In an effort to understand these conformational changes in more detail and guided by a variety of spectroscopic and genetic data, we have used de novo modeling techniques developed by our group to produce a plausible model of the three-dimensional structure of PrPC. A heuristic approach consisting of the prediction of secondary structures and of an evaluation of the packing of secondary elements was used to search for plausible tertiary structures. After a series of experimental and theoretical constraints were applied, four structural models of four-helix bundles emerged. A group of amino acids within the four predicted helices were identified as important for tertiary interactions between helices. These amino acids are predicted to be part of the hydrophobic core of the molecule and should be important for the maintenance of a stable tertiary structure of PrPC. Among four plausible structural models for PrPC, the X-bundle model seemed to correlate best with the known point mutations that occur in the putative helical regions, and segregate with the inherited prion diseases. These 5 (of 11) mutations cluster around a central hydrophobic core in the X-bundle structure. Furthermore, these mutations occur at or near those amino acids which are predicted to be important for helix-helix interactions. The three-dimensional structure of PrPC that we proposed now provides a basis for rationalizing mutations of the PrP gene in the inherited prion diseases and a guide for the design of genetically engineered PrP molecules for further experimental studies (P. Bamborough).

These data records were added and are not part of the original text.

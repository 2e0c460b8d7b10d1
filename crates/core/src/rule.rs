//! Recurrence rule model
//!
//! [`RecurrenceRule`] is the loosely-shaped value callers build or deserialize.
//! [`ValidatedRule`] is what the validator hands to the expander: every field
//! combination it can hold is a legal one.

use std::collections::BTreeSet;
use std::fmt;
use std::num::NonZeroU32;

use chrono::{NaiveDate, Weekday};
use serde::{Deserialize, Serialize};

/// How often an event repeats
#[derive(Debug, Clone, Copy, PartialEq, Eq, Hash, Serialize, Deserialize)]
#[serde(rename_all = "SCREAMING_SNAKE_CASE")]
pub enum Frequency {
    Never,
    Daily,
    Weekly,
    Monthly,
    Annually,
}

impl fmt::Display for Frequency {
    fn fmt(&self, f: &mut fmt::Formatter<'_>) -> fmt::Result {
        let name = match self {
            Self::Never => "NEVER",
            Self::Daily => "DAILY",
            Self::Weekly => "WEEKLY",
            Self::Monthly => "MONTHLY",
            Self::Annually => "ANNUALLY",
        };
        f.write_str(name)
    }
}

/// Which day a monthly rule lands on
#[derive(Debug, Clone, Copy, PartialEq, Eq, Hash, Serialize, Deserialize)]
#[serde(rename_all = "SCREAMING_SNAKE_CASE")]
pub enum MonthlyType {
    /// Same day of month as the anchor, clamped to the month's last day
    SameDay,
    /// Same ordinal weekday as the anchor ("2nd Tuesday", "last Friday")
    SameWeekday,
}

/// Termination policy selector
#[derive(Debug, Clone, Copy, PartialEq, Eq, Hash, Serialize, Deserialize)]
#[serde(rename_all = "SCREAMING_SNAKE_CASE")]
pub enum DurationKind {
    Forever,
    UntilDate,
    NOccurrences,
}

/// Day of week, ordered Monday first
#[derive(Debug, Clone, Copy, PartialEq, Eq, PartialOrd, Ord, Hash, Serialize, Deserialize)]
#[serde(rename_all = "SCREAMING_SNAKE_CASE")]
pub enum DayOfWeek {
    Monday,
    Tuesday,
    Wednesday,
    Thursday,
    Friday,
    Saturday,
    Sunday,
}

impl DayOfWeek {
    /// English name, capitalized
    pub const fn name(self) -> &'static str {
        match self {
            Self::Monday => "Monday",
            Self::Tuesday => "Tuesday",
            Self::Wednesday => "Wednesday",
            Self::Thursday => "Thursday",
            Self::Friday => "Friday",
            Self::Saturday => "Saturday",
            Self::Sunday => "Sunday",
        }
    }
}

impl From<Weekday> for DayOfWeek {
    fn from(day: Weekday) -> Self {
        match day {
            Weekday::Mon => Self::Monday,
            Weekday::Tue => Self::Tuesday,
            Weekday::Wed => Self::Wednesday,
            Weekday::Thu => Self::Thursday,
            Weekday::Fri => Self::Friday,
            Weekday::Sat => Self::Saturday,
            Weekday::Sun => Self::Sunday,
        }
    }
}

impl From<DayOfWeek> for Weekday {
    fn from(day: DayOfWeek) -> Self {
        match day {
            DayOfWeek::Monday => Self::Mon,
            DayOfWeek::Tuesday => Self::Tue,
            DayOfWeek::Wednesday => Self::Wed,
            DayOfWeek::Thursday => Self::Thu,
            DayOfWeek::Friday => Self::Fri,
            DayOfWeek::Saturday => Self::Sat,
            DayOfWeek::Sunday => Self::Sun,
        }
    }
}

impl fmt::Display for DayOfWeek {
    fn fmt(&self, f: &mut fmt::Formatter<'_>) -> fmt::Result {
        f.write_str(self.name())
    }
}

/// Recurrence rule as supplied by a caller
///
/// Nothing here is checked yet; run it through
/// [`validate_rule`](crate::validation::validate_rule) to get a [`ValidatedRule`].
#[derive(Debug, Clone, Default, PartialEq, Eq, Serialize, Deserialize)]
#[serde(rename_all = "camelCase")]
pub struct RecurrenceRule {
    pub frequency: Option<Frequency>,
    pub step: Option<u32>,
    pub weekly_days: Option<BTreeSet<DayOfWeek>>,
    pub monthly_type: Option<MonthlyType>,
    pub duration: Option<DurationKind>,
    pub until_date: Option<NaiveDate>,
    pub occurrence_count: Option<u32>,
}

impl RecurrenceRule {
    /// A one-off event
    pub fn never() -> Self {
        Self {
            frequency: Some(Frequency::Never),
            ..Self::default()
        }
    }

    /// Every `step` days, forever until a termination is chained on
    pub fn daily(step: u32) -> Self {
        Self::repeating(Frequency::Daily, step)
    }

    /// Every `step` weeks on the given weekdays
    pub fn weekly(step: u32, days: impl IntoIterator<Item = DayOfWeek>) -> Self {
        Self {
            weekly_days: Some(days.into_iter().collect()),
            ..Self::repeating(Frequency::Weekly, step)
        }
    }

    /// Every `step` months
    pub fn monthly(step: u32, monthly_type: MonthlyType) -> Self {
        Self {
            monthly_type: Some(monthly_type),
            ..Self::repeating(Frequency::Monthly, step)
        }
    }

    /// Every `step` years
    pub fn annually(step: u32) -> Self {
        Self::repeating(Frequency::Annually, step)
    }

    fn repeating(frequency: Frequency, step: u32) -> Self {
        Self {
            frequency: Some(frequency),
            step: Some(step),
            duration: Some(DurationKind::Forever),
            ..Self::default()
        }
    }

    /// Repeat with no end
    #[must_use]
    pub fn forever(self) -> Self {
        Self {
            duration: Some(DurationKind::Forever),
            until_date: None,
            occurrence_count: None,
            ..self
        }
    }

    /// Repeat up to and including `date`
    #[must_use]
    pub fn until(self, date: NaiveDate) -> Self {
        Self {
            duration: Some(DurationKind::UntilDate),
            until_date: Some(date),
            occurrence_count: None,
            ..self
        }
    }

    /// Repeat `count` more times after the anchor occurrence
    #[must_use]
    pub fn times(self, count: u32) -> Self {
        Self {
            duration: Some(DurationKind::NOccurrences),
            until_date: None,
            occurrence_count: Some(count),
            ..self
        }
    }

    /// Returns a fully-determined copy of this rule.
    ///
    /// For NEVER every other field is cleared. For repeating rules a missing
    /// step becomes 1. The receiver is left untouched.
    #[must_use]
    pub fn normalized(&self) -> Self {
        match self.frequency {
            Some(Frequency::Never) => Self::never(),
            Some(_) => Self {
                step: Some(self.step.unwrap_or(1)),
                ..self.clone()
            },
            None => self.clone(),
        }
    }
}

/// What a repeating rule repeats on
#[derive(Debug, Clone, PartialEq, Eq)]
pub enum Pattern {
    Daily,
    /// Never empty, iterates in weekday order
    Weekly(BTreeSet<DayOfWeek>),
    Monthly(MonthlyType),
    Annually,
}

impl Pattern {
    pub const fn frequency(&self) -> Frequency {
        match self {
            Self::Daily => Frequency::Daily,
            Self::Weekly(_) => Frequency::Weekly,
            Self::Monthly(_) => Frequency::Monthly,
            Self::Annually => Frequency::Annually,
        }
    }
}

/// When a repeating rule stops
#[derive(Debug, Clone, Copy, PartialEq, Eq)]
pub enum Termination {
    Forever,
    /// Inclusive bound on the local start date
    Until(NaiveDate),
    /// Occurrences after the anchor; total slots is `count + 1`
    Count(u32),
}

/// A rule that passed validation
#[derive(Debug, Clone, PartialEq, Eq)]
pub enum ValidatedRule {
    Never,
    Repeating {
        pattern: Pattern,
        step: NonZeroU32,
        termination: Termination,
    },
}

impl ValidatedRule {
    pub const fn frequency(&self) -> Frequency {
        match self {
            Self::Never => Frequency::Never,
            Self::Repeating { pattern, .. } => pattern.frequency(),
        }
    }
}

Fig. 3 From this information and a variety of experimental results from other groups, we developed a conformational model for prion replication. Panel A illustrates the postulated events in infectious and sporadic prion diseases. Wild-type PrPC is synthesized and degraded as part of normal cellular metabolism. Stochastic fluctuations in the structure of PrPC can create (k1) a rare partially unfolded, monomer (PrP*) that is an intermediate in the formation of PrPSc. PrP* can revert (k2) to PrPC, be degraded, or form a complex (k3) with PrPSc. Normally, the concentration of PrP* is low and PrPSc formation is insignificant. In infectious prion diseases, exogenous prions enter the cell and stimulate conversion (k5) of PrP* into PrPSc, which is likely to be an irreversible process. In sporadic prion diseases, where there are no exogenous prions, the concentration of PrPSc may eventually reach a threshold level upon which a positive feedback loop would stimulate the formation of PrPSc. Limited proteolysis of the amino terminus of PrPSc produces (k7) PrP 27-30 a truncated form of PrPSc that polymerizes into amyloid and has a high content of b-sheet. Denaturation (k9) of PrPSc or PrP 27-30 into D-PrP renders these molecules protease sensitive and abolishes scrapie infectivity; attempts to renature (k10) D-PrP have been largely unsuccessful. Panel B illustrates the postulated events in inherited prion diseases. Mutant (D) PrPC is synthesized and degraded as part of the normal cellular metabolism. Stochastic fluctuations in the structure of DPrPC are greater than those in wild-type PrPC; these fluctuations create (k1) significant amounts of a partially unfolded, monomer (DPrP*) that is an intermediate in the formation of DPrPSc. DPrP* can revert (k2) to DPrPC, be degraded, or be converted (k5) into DPrPSc. Limited proteolysis of the amino terminus of DPrPSc produces (k1) DPrP 27-30, which in some cases may be less protease resistant than wild-type PrP 27-30. Thus, PrPC can be thought of as a kinetically trapped intermediate in PrP folding where the activation barrier between PrPC and PrPSc prevents conversion except under conditions that lower the activation barrier.